Robots vs. Humans: How Machine Learning is Impacting the Financial Services Industry
Disruptive Technologies: How will machine learning alter society?
Machine learning is critical to the financial services industry and provides a unique opportunity to develop products in a more deliberate and sophisticated manner. Machine learning also allows for financial services firms to augment current products or create a differentiated customer experience. One firm that is leveraging machine learning is Morgan Stanley. Machine learning is particularly important for Morgan Stanley as it can provide a competitive advantage in a highly competitive financial services marketplace. The ability to customize the customer experience and deliver exceptional customer service is paramount and with machine learning higher levels of product differentiation and customer service can be achieved. If Morgan Stanley were to take a passive approach with machine learning and technology, they could find themselves quickly obsolete in the financial services industry. Machine learning, coupled with other disruptive technologies, are revolutionizing the process improvement cycle and product development cycle to ultimately create value for shareholders. It would be a disservice to all Morgan Stanley stakeholders to not adopt such technologies as the potential to drive revenue (Columbus) and reshape pricing strategies (Rizzi) is a compelling value creation. Morgan Stanley can emerge as the thought leader for machine learning in the financial services industry if they continue to invest in disruptive technologies and take the necessary actions to capitalize on this opportunity.
Morgan Stanley has taken a lot of steps to ensure that they are well equipped to address the importance of machine learning. In the short term, Morgan Stanley has launched a few key projects that leverage machine learning. Using machine learning, Morgan Stanley launched a robust program that arms their financial advisors with a unique ‘personal assistant’ (Clary), one that provides insightful customer information to better serve Morgan Stanley clients by providing them with products that customers need. This program allows for a “personalized and engaging” (DiCamillo) relationship, a unique value proposition for financial advisers. In addition, Morgan Stanley has acted from an organizational perspective. Morgan Stanley created an entire department, the Analytics and Data Organization (Davenport), to ensure that the company can effectively implement and leverage machine learning. They are also investing in top industry talent (Bielski), which will create value for the organization over the long-term horizon. Another differentiated long-term approach Morgan Stanley has taken is to not simply employ machine learning but become a hub for machine learning research. Instead of taking a complacent approach and outsourcing machine learning techniques, Morgan Stanley employs a team focused on cutting edge machine learning research and technology upgrades. Morgan Stanley creates content i.e. article publications (Helfstein) and is becoming a thought leader in the industry.
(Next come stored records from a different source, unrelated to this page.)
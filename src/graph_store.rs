//! The one external collaborator the channel/overlay/transfer stack is built
//! against: a gossip-replicated keyed map. `put`/`subscribe` is the entire
//! contract — best-effort, at-least-once, unordered delivery, tombstone via
//! overwrite with `None`.
//!
//! [`InMemoryGraphStore`] is the only concrete backend this crate ships: a
//! same-process stand-in for tests and examples, not a production
//! distributed store. Wiring a real gossip-replicated backend behind
//! [`GraphStore`] is future work.

use std::sync::Arc;

use async_trait::async_trait;
use dashmap::DashMap;
use futures_util::stream::{Stream, StreamExt};
use serde_json::Value;
use tokio::sync::broadcast;
use tokio_stream::wrappers::BroadcastStream;

/// A single observed update: `None` is a tombstone (deletion).
#[derive(Clone, Debug)]
pub struct Entry {
    pub key: String,
    pub value: Option<Value>,
}

/// The graph-store contract: a keyed map with best-effort gossip replication.
///
/// `subscribe` yields every entry already present under `prefix` plus every
/// future `put`/tombstone under that prefix, at least once, in no particular
/// order, and possibly more than once — callers must deduplicate themselves.
#[async_trait]
pub trait GraphStore: Send + Sync {
    async fn put(&self, key: &str, value: Value);

    async fn tombstone(&self, key: &str) {
        self.put_raw(key, None).await;
    }

    async fn put_raw(&self, key: &str, value: Option<Value>);

    /// Stream every entry under `prefix`, replaying what is already stored
    /// before delivering subsequent live updates.
    fn subscribe(&self, prefix: &str) -> std::pin::Pin<Box<dyn Stream<Item = Entry> + Send>>;

    /// One-shot snapshot of every entry currently stored under `prefix`,
    /// used by the transfer engine's sweep procedures.
    async fn scan(&self, prefix: &str) -> Vec<Entry>;
}

/// `DashMap` + a broadcast channel per store — clones share the same
/// underlying maps, the way two gossip peers share one replicated view.
#[derive(Clone)]
pub struct InMemoryGraphStore {
    entries: Arc<DashMap<String, Value>>,
    updates: Arc<broadcast::Sender<Entry>>,
}

impl Default for InMemoryGraphStore {
    fn default() -> Self {
        Self::new()
    }
}

impl InMemoryGraphStore {
    pub fn new() -> Self {
        let (tx, _rx) = broadcast::channel(4096);
        Self {
            entries: Arc::new(DashMap::new()),
            updates: Arc::new(tx),
        }
    }
}

#[async_trait]
impl GraphStore for InMemoryGraphStore {
    async fn put(&self, key: &str, value: Value) {
        self.put_raw(key, Some(value)).await;
    }

    async fn put_raw(&self, key: &str, value: Option<Value>) {
        match &value {
            Some(v) => {
                self.entries.insert(key.to_string(), v.clone());
            }
            None => {
                self.entries.remove(key);
            }
        }
        let _ = self.updates.send(Entry {
            key: key.to_string(),
            value,
        });
    }

    fn subscribe(&self, prefix: &str) -> std::pin::Pin<Box<dyn Stream<Item = Entry> + Send>> {
        let prefix = prefix.to_string();
        let backlog: Vec<Entry> = self
            .entries
            .iter()
            .filter(|kv| kv.key().starts_with(&prefix))
            .map(|kv| Entry {
                key: kv.key().clone(),
                value: Some(kv.value().clone()),
            })
            .collect();

        let live = BroadcastStream::new(self.updates.subscribe())
            .filter_map(|r| futures_util::future::ready(r.ok()));

        let prefix_filter = prefix.clone();
        let live = live.filter(move |entry| {
            let matches = entry.key.starts_with(&prefix_filter);
            futures_util::future::ready(matches)
        });

        Box::pin(futures_util::stream::iter(backlog).chain(live))
    }

    async fn scan(&self, prefix: &str) -> Vec<Entry> {
        self.entries
            .iter()
            .filter(|kv| kv.key().starts_with(prefix))
            .map(|kv| Entry {
                key: kv.key().clone(),
                value: Some(kv.value().clone()),
            })
            .collect()
    }
}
Despite a promising technology with immense benefits, there are some challenges with machine learning adoption in the financial services sector. A heavily regulated financial services industry could potentially have stringent regulations imposed (Machine Learning). I would recommend Morgan Stanley work closely with the regulatory bodies to ensure they are ahead of the curve and proactive instead of reactive. Machine learning will be best leveraged with other technological advancements such as digital, blockchain, and data analytics. From an organizational perspective, to best optimize disruptive technologies, it would be prudent for Morgan Stanley to create a cross-functional team that oversees all technology and disruptive efforts. Education can be a critical element to the success of machine learning customer adoption. It would be beneficial for Morgan Stanley to have internal ‘translators’ i.e. someone extensively trained in the machine learning field that can teach internal and external stakeholders. Machine learning is an entirely new language, one that can be confusing and misunderstood. I would recommend Morgan Stanley educate their customers and consumers on the powerful benefits of machine learning, but not entirely replace the “human feel”. Eventually the technology will evolve such that humans can be entirely replaced. I would recommend being cautious with this and allow for some human interaction to be embedded in the customer journey. Another pitfall Morgan Stanley should be cautious with is creating a machine learning environment that is ‘bias’ in its coding (Baer). Proper machine teaching techniques and clean data integration is a critical component of a successful utilization of machine learning technology.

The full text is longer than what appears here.